[Haskell-cafe] ANN: vxml (validating xml lib) - proof of concept - need some guidance - bad type level performance (ghc)

Marc Weber marco-oweber at gmx.de
Fri Aug 29 21:58:46 EDT 2008


Hi @ll.

This shouldn't have been an announce yet.. it's more crying for help to
get to know how / wether to continue :-)

I had an idea: a xml generating library validating the result against a
given dtd (to be used in web frameworks etc .. )
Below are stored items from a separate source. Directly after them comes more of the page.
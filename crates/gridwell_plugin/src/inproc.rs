//! In-process plugin backend
//!
//! Modules are registered by name with a factory and instantiated on load.
//! Calls go straight into the module; host requests it issues are served
//! without any framing.

use std::fmt;
use std::sync::Arc;

use gridwell_bridge::exports;
use gridwell_bridge::{
    CallError, CallResult, CallReturn, ExportSignature, HostContext, PluginBackend, PluginModule,
};
use gridwell_core::TypedArg;
use rustc_hash::FxHashMap;

// ============================================================================
// Backend
// ============================================================================

pub struct InProcessBackend {
    module: Box<dyn PluginModule>,
    exports: Vec<ExportSignature>,
}

impl fmt::Debug for InProcessBackend {
    fn fmt(&self, f: &mut fmt::Formatter<'_>) -> fmt::Result {
        f.debug_struct("InProcessBackend")
            .field("identity", &self.module.identity())
            .field("exports", &self.exports.len())
            .finish()
    }
}

impl InProcessBackend {
    pub fn new(module: Box<dyn PluginModule>) -> Self {
        let exports = module.exports();
        Self { module, exports }
    }

    pub fn identity(&self) -> &str {
        self.module.identity()
    }

    pub fn exports(&self) -> &[ExportSignature] {
        &self.exports
    }

    pub fn has_export(&self, name: &str) -> bool {
        exports::find(&self.exports, name).is_some()
    }
}

impl PluginBackend for InProcessBackend {
    fn kind(&self) -> &'static str {
        "in-process"
    }

    fn call(
        &mut self,
        ctx: &mut HostContext<'_>,
        function: &str,
        args: Vec<TypedArg>,
    ) -> CallResult<CallReturn> {
        let signature = exports::find(&self.exports, function)
            .ok_or_else(|| CallError::UnknownExport(function.to_owned()))?;
        let args = signature.check_args(args, ctx.state.coercion)?;
        let module = &mut self.module;
        ctx.scoped_call(|ctx| module.call(ctx, function, args))
    }
}

// ============================================================================
// Module registry
// ============================================================================

type ModuleFactory = Arc<dyn Fn() -> Box<dyn PluginModule> + Send + Sync>;

/// Named module factories.
#[derive(Clone, Default)]
pub struct ModuleRegistry {
    factories: FxHashMap<String, ModuleFactory>,
}

impl fmt::Debug for ModuleRegistry {
    fn fmt(&self, f: &mut fmt::Formatter<'_>) -> fmt::Result {
        f.debug_set().entries(self.factories.keys()).finish()
    }
}

impl ModuleRegistry {
    pub fn new() -> Self {
        Self::default()
    }

    /// Register a factory; a later registration under the same name wins.
    pub fn register<F>(&mut self, name: &str, factory: F)
    where
        F: Fn() -> Box<dyn PluginModule> + Send + Sync + 'static,
    {
        if self
            .factories
            .insert(name.to_owned(), Arc::new(factory))
            .is_some()
        {
            tracing::debug!(module = name, "module factory replaced");
        }
    }

    pub fn unregister(&mut self, name: &str) -> bool {
        self.factories.remove(name).is_some()
    }

    pub fn contains(&self, name: &str) -> bool {
        self.factories.contains_key(name)
    }

    pub fn names(&self) -> Vec<String> {
        let mut names: Vec<_> = self.factories.keys().cloned().collect();
        names.sort();
        names
    }

    /// Instantiate the module registered as `name`.
    pub fn load(&self, name: &str) -> Option<InProcessBackend> {
        let factory = self.factories.get(name)?;
        let backend = InProcessBackend::new(factory());
        tracing::debug!(module = name, identity = backend.identity(), "module loaded");
        Some(backend)
    }
}

#[cfg(test)]
mod tests {
    use super::*;
    use gridwell_bridge::{HostCalls, HostCallsExt, HostState, NoSubRender};
    use gridwell_core::ArgType;

    struct Echo;

    impl PluginModule for Echo {
        fn identity(&self) -> &str {
            "echo"
        }

        fn exports(&self) -> Vec<ExportSignature> {
            let mut e = exports::standard();
            e.push(ExportSignature::new(
                "scale",
                &[ArgType::Float32],
                Some(ArgType::Float32),
            ));
            e
        }

        fn call(
            &mut self,
            host: &mut dyn HostCalls,
            function: &str,
            args: Vec<TypedArg>,
        ) -> CallResult<Option<TypedArg>> {
            match function {
                "scale" => Ok(args[0].as_f32().map(|v| TypedArg::Float32(v * 2.0))),
                exports::SAVE => {
                    host.set_return(b"{\"n\":1}")?;
                    Ok(Some(TypedArg::Int64(1)))
                }
                _ => Ok(None),
            }
        }
    }

    fn registry() -> ModuleRegistry {
        let mut r = ModuleRegistry::new();
        r.register("echo", || Box::new(Echo));
        r
    }

    #[test]
    fn test_registry_load() {
        let r = registry();
        assert!(r.contains("echo"));
        assert!(r.load("missing").is_none());
        let backend = r.load("echo").unwrap();
        assert_eq!(backend.identity(), "echo");
        assert!(backend.has_export("scale"));
    }

    #[test]
    fn test_call_checks_and_coerces() {
        let mut state = HostState::default();
        let mut sub = NoSubRender;
        let mut backend = registry().load("echo").unwrap();
        let mut ctx = HostContext::new(&mut state, "echo", &mut sub);

        let ret = backend
            .call(&mut ctx, "scale", vec![TypedArg::Float32(1.5)])
            .unwrap();
        assert_eq!(ret.primary, Some(TypedArg::Float32(3.0)));

        let err = backend
            .call(&mut ctx, "scale", vec![TypedArg::Int64(3)])
            .unwrap_err();
        assert!(matches!(err, CallError::Argument { index: 0, .. }));

        ctx.state.coercion = gridwell_core::Coercion::Reinterpret;
        let bits = TypedArg::Int64(2.0f32.to_bits() as i64);
        let ret = backend.call(&mut ctx, "scale", vec![bits]).unwrap();
        assert_eq!(ret.primary, Some(TypedArg::Float32(4.0)));

        assert!(matches!(
            backend.call(&mut ctx, "nope", vec![]),
            Err(CallError::UnknownExport(_))
        ));
    }

    #[test]
    fn test_save_uses_secondary_return() {
        let mut state = HostState::default();
        let mut sub = NoSubRender;
        let mut backend = registry().load("echo").unwrap();
        let mut ctx = HostContext::new(&mut state, "echo", &mut sub);
        let ret = backend.call(&mut ctx, exports::SAVE, vec![]).unwrap();
        assert!(ret.handled());
        assert_eq!(ret.secondary, b"{\"n\":1}");
    }
}
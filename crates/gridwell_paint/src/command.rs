//! Drawing commands

use gridwell_core::{Color, Point, Rect};

/// Horizontal text placement inside its rect.
#[derive(Clone, Copy, Debug, Default, PartialEq, Eq)]
pub enum TextAlign {
    #[default]
    Left,
    Center,
    Right,
}

impl TextAlign {
    /// Decode the plugin-facing integer (0 left, 1 center, 2 right).
    pub fn from_i64(v: i64) -> Self {
        match v {
            1 => TextAlign::Center,
            2 => TextAlign::Right,
            _ => TextAlign::Left,
        }
    }
}

/// One recorded drawing operation, in window pixels.
#[derive(Clone, Debug, PartialEq)]
pub enum PaintCommand {
    /// Clip every following command to this rect.
    Crop(Rect),
    /// Filled rect when `border == 0`, outline of that width otherwise.
    Rect {
        rect: Rect,
        color: Color,
        border: f32,
    },
    Line {
        from: Point,
        to: Point,
        color: Color,
        width: f32,
    },
    /// Filled disc when `border == 0`, ring of that width otherwise.
    Circle {
        center: Point,
        radius: f32,
        color: Color,
        border: f32,
    },
    Image {
        path: String,
        rect: Rect,
        tint: Color,
    },
    Text {
        text: String,
        rect: Rect,
        color: Color,
        size: f32,
        align: TextAlign,
    },
}

impl PaintCommand {
    pub fn kind(&self) -> &'static str {
        match self {
            PaintCommand::Crop(_) => "crop",
            PaintCommand::Rect { .. } => "rect",
            PaintCommand::Line { .. } => "line",
            PaintCommand::Circle { .. } => "circle",
            PaintCommand::Image { .. } => "image",
            PaintCommand::Text { .. } => "text",
        }
    }
}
After one week of coding I got the result

git clone git://mawercer.de/vxml (1) (see README)
git hash as of writing : 4dc53

A minimal example looks like this (taken from test.hs):

  import Text.XML.Validated.TH

  $( dtdToTypes "dtds/xhtml1-20020801/DTD/xhtml1-strict_onefile.dtd" 
                (XmlIds (Just "-//W3C//DTD XHTML 1.0 Strict//EN") 
                        (Just "http://www.w3.org/TR/xhtml1/DTD/xhtml1-strict.dtd") ) )

  main = putStrLn $ xml $ ((html << (head << (title <<< "vxml hello world")))
                                 << (body << (div <<< "PCDATA text" )) )

Which takes about 7 secs to compile on my (fast) 2.5 Ghz machine.
Before Oleg telling me about how to use the TypeEq implementation found
in HList it took several hours (switch the cabal configure flag to see
experience the incredible slow TypeToNat implementation)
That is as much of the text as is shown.